For thirty-three years we have been over-joyed as we watched our daughter Elizabeth grow into such a competent and caring woman. Despite a string of not so bright (or kind!) English teachers in her high school years, she still chose to get her degree in English and Communications, slogging long hours at Tim Horton’s to make ends meet. Her career path since then has been somewhat eclectic, from cleaning horse stalls to grooming dogs, from retail management to executive assistant in oil companies.

For the past three years we have been in awe of her strength, grace and compassion as she became a Mom to Russ, dealt with the unthinkable loss of their darling baby Raylan and their twins they never got to meet. We are so grateful for Greg, the young man that has been her supportive husband for the past six years.
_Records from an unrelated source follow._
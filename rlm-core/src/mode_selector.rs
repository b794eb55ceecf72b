//! Mode selection: Direct completion vs RLM (externalized-context) execution.

use serde::{Deserialize, Serialize};

use crate::classifier::{Classification, TaskType};
use crate::context::ContextSource;

/// How context is handed to the model.
#[derive(Debug, Clone, Copy, PartialEq, Eq, Serialize, Deserialize)]
pub enum Mode {
    Direct,
    Rlm,
}

/// Caller-supplied override of the automatic decision.
#[derive(Debug, Clone, Copy, PartialEq, Eq, Serialize, Deserialize)]
pub enum Override {
    None,
    ForceDirect,
    ForceRlm,
}

/// The resolved mode plus a human-readable justification for logging.
#[derive(Debug, Clone, Serialize, Deserialize)]
pub struct ModeDecision {
    pub mode: Mode,
    pub reason: String,
}

impl ModeDecision {
    fn new(mode: Mode, reason: impl Into<String>) -> Self {
        Self { mode, reason: reason.into() }
    }
}

/// Thresholds governing the size-based and classifier-based branches.
#[derive(Debug, Clone, Copy, Serialize, Deserialize)]
pub struct ModeSelectorConfig {
    pub accept_threshold: f64,
    pub min_computational: u64,
    pub min_analytical: u64,
    pub min_rlm: u64,
    pub min_llm_fallback: f64,
}

impl Default for ModeSelectorConfig {
    fn default() -> Self {
        Self {
            accept_threshold: 0.7,
            min_computational: 500,
            min_analytical: 8_000,
            min_rlm: 4_000,
            min_llm_fallback: 0.4,
        }
    }
}

/// Chooses Direct vs RLM mode for a task.
pub struct ModeSelector {
    config: ModeSelectorConfig,
}

impl ModeSelector {
    pub fn new(config: ModeSelectorConfig) -> Self {
        Self { config }
    }

    /// `has_interpreter` stands in for whether an interpreter/externalizer
    /// is actually wired up for this call; `classification` and
    /// `retry_classification` are the stage-1 and (if run) stage-2 results.
    pub fn select(
        &self,
        total_tokens: u64,
        contexts: &[ContextSource],
        classification: Option<&Classification>,
        retry_classification: Option<&Classification>,
        has_interpreter: bool,
        override_mode: Override,
    ) -> ModeDecision {
        match override_mode {
            Override::ForceRlm => {
                return if has_interpreter {
                    ModeDecision::new(Mode::Rlm, "override=RLM")
                } else {
                    ModeDecision::new(Mode::Direct, "override=RLM but no interpreter available, falling back")
                };
            }
            Override::ForceDirect => return ModeDecision::new(Mode::Direct, "override=Direct"),
            Override::None => {}
        }

        if contexts.is_empty() && !has_interpreter {
            return ModeDecision::new(Mode::Direct, "no contexts and no interpreter");
        }

        if let Some(c) = classification {
            if c.confidence >= self.config.accept_threshold {
                return self.decide_from_classification(c.task_type, total_tokens);
            }

            if c.confidence >= self.config.min_llm_fallback {
                if let Some(retry) = retry_classification {
                    if retry.confidence >= self.config.accept_threshold {
                        return self.decide_from_classification(retry.task_type, total_tokens);
                    }
                }
            }
        }

        if total_tokens >= self.config.min_rlm {
            ModeDecision::new(Mode::Rlm, format!("size-based: tokens {total_tokens} >= min_rlm {}", self.config.min_rlm))
        } else {
            ModeDecision::new(Mode::Direct, format!("size-based: tokens {total_tokens} < min_rlm {}", self.config.min_rlm))
        }
    }

    fn decide_from_classification(&self, task_type: TaskType, total_tokens: u64) -> ModeDecision {
        match task_type {
            TaskType::Computational if total_tokens >= self.config.min_computational => {
                ModeDecision::new(Mode::Rlm, format!("Computational with {total_tokens} tokens >= min_computational"))
            }
            TaskType::Computational => {
                ModeDecision::new(Mode::Direct, format!("Computational but only {total_tokens} tokens"))
            }
            TaskType::Retrieval => ModeDecision::new(Mode::Direct, "Retrieval always resolves Direct"),
            TaskType::Analytical if total_tokens >= self.config.min_analytical => {
                ModeDecision::new(Mode::Rlm, format!("Analytical with {total_tokens} tokens >= min_analytical"))
            }
            TaskType::Analytical => {
                ModeDecision::new(Mode::Direct, format!("Analytical but only {total_tokens} tokens"))
            }
            TaskType::Transformational => {
                ModeDecision::new(Mode::Direct, "Transformational classification, defaulting Direct")
            }
            TaskType::Unknown => ModeDecision::new(Mode::Direct, "Unknown classification, defaulting Direct"),
        }
    }
}

impl Default for ModeSelector {
    fn default() -> Self {
        Self::new(ModeSelectorConfig::default())
    }
}
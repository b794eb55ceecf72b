//! # rlm-core
//!
//! An orchestration engine for Recursive Language Model (RLM) execution:
//! given a query plus bulky auxiliary context, decide whether the model
//! reads the context directly or receives it as externalized variables
//! inside a sandboxed interpreter, then drives the resulting code-execution
//! loop to completion under an explicit compute budget.
//!
//! ## Core Components
//!
//! - **Budget Math**: information-theoretic primitives behind the
//!   hallucination detector.
//! - **Guarantees Ledger**: cost/tokens/calls/depth/time accounting.
//! - **Classifier**: two-stage task classification.
//! - **Compute Allocator**: difficulty-driven resource allocation.
//! - **Hallucination Detector**: claim extraction and budget-gap
//!   verification against a backend model.
//! - **Recovery Manager**: error classification and retry/degrade/give-up.
//! - **Checkpoint Manager**: durable session/task/RLM state snapshots.
//! - **Orchestrator**: top-level RLM execution state machine.

extern crate self as rlm_core;

pub mod allocator;
pub mod budget_math;
pub mod checkpoint;
pub mod classifier;
pub mod context;
pub mod error;
pub mod execution_loop;
pub mod guarantees;
pub mod hallucination;
pub mod interpreter;
pub mod llm;
pub mod memory;
pub mod mode_selector;
pub mod orchestrator;
pub mod recovery;
pub mod trajectory;

pub use allocator::{Allocation, ComputeAllocator, Difficulty};
pub use checkpoint::{Checkpoint, CheckpointManager, RlmState, ServiceStats, Summary, TaskState};
pub use classifier::{Classification, TaskClassifier, TaskType};
pub use error::{Error, Result};
pub use context::{ContextExternalizer, ContextSource, Manifest, SessionContext, SourceType, VariableInfo};
pub use execution_loop::{
    extract_python_code, flatten_conversation, looks_like_final_answer, ExecutionLoop,
    ExecutionLoopResult, PreparedPrompt, ProgressEvent, RlmConfig, TerminationReason,
};
pub use guarantees::{
    Axis, ComputeBudget, DegradationPlan, GuaranteesLedger, RemainingBudget, Severity, Usage,
    Violation,
};
pub use hallucination::{
    BudgetResult, Claim, ClaimCategory, ClaimExtractor, ClaimVerifier, GroundingStatus,
    TraceAudit, TraceStep, VerificationConfig, VerificationResult, VerificationStats,
    VerificationVerdict,
};
pub use interpreter::{ExecuteResult, FinalOutput, Interpreter, VarInfo, BUILTIN_NAMES};
pub use llm::{
    AnthropicClient, ChatMessage, ClientConfig, CompletionRequest, CompletionResponse, LLMClient,
    ModelSpec, Provider,
};
pub use memory::{Node, NodeId, NodeType, SqliteMemoryStore};
pub use mode_selector::{Mode, ModeDecision, ModeSelector, ModeSelectorConfig, Override};
pub use orchestrator::{
    Decision, DecomposeStrategy, ExecutionResult, ExecutionState, MetaController,
    ModelMetaController, Orchestrator, OrchestratorConfig, RecoveryMeta, SubCallResult,
};
pub use recovery::{
    ErrorRecord, RecoveryAction, RecoveryActionKind, RecoveryManager, RecoveryStats,
};
pub use trajectory::{TrajectoryEvent, TrajectoryEventType};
Their beautiful little Layla brought great joy and a measure of healing to their little family. Her first year of life was overshadowed by the illness and passing of Greg’s Dad, two days before her first birthday.

One of the most amazing things of it all was that all this time, behind the scenes, Liz was studying part-time to follow a dream to become a Recreational Therapist and work with Senior citizens. At one point, in the midst of loss, she was out of school too long and was forced to repeat a number of courses. She was able to use the last two months of her maternity leave to finish her final internship and before that internship was even finished she landed a dream job at a brand new luxury retirement community just a few minutes away from their home. Her new title is Director of Health and Wellness.

This is not a role that we saw in her future of our daughter when we were raising her, although we certainly saw her helping and compassionate spirit. We are both so delighted to see our darling daughter take this next step in her life, and of course we wish her all the best. But more than that. Our prayer is that she will grow to become the person in her career that she is in her dear heart.

 

We are very proud of our son Jonathan but readily admit that we can’t even begin to understand what it is he does. Best just to let him tell it.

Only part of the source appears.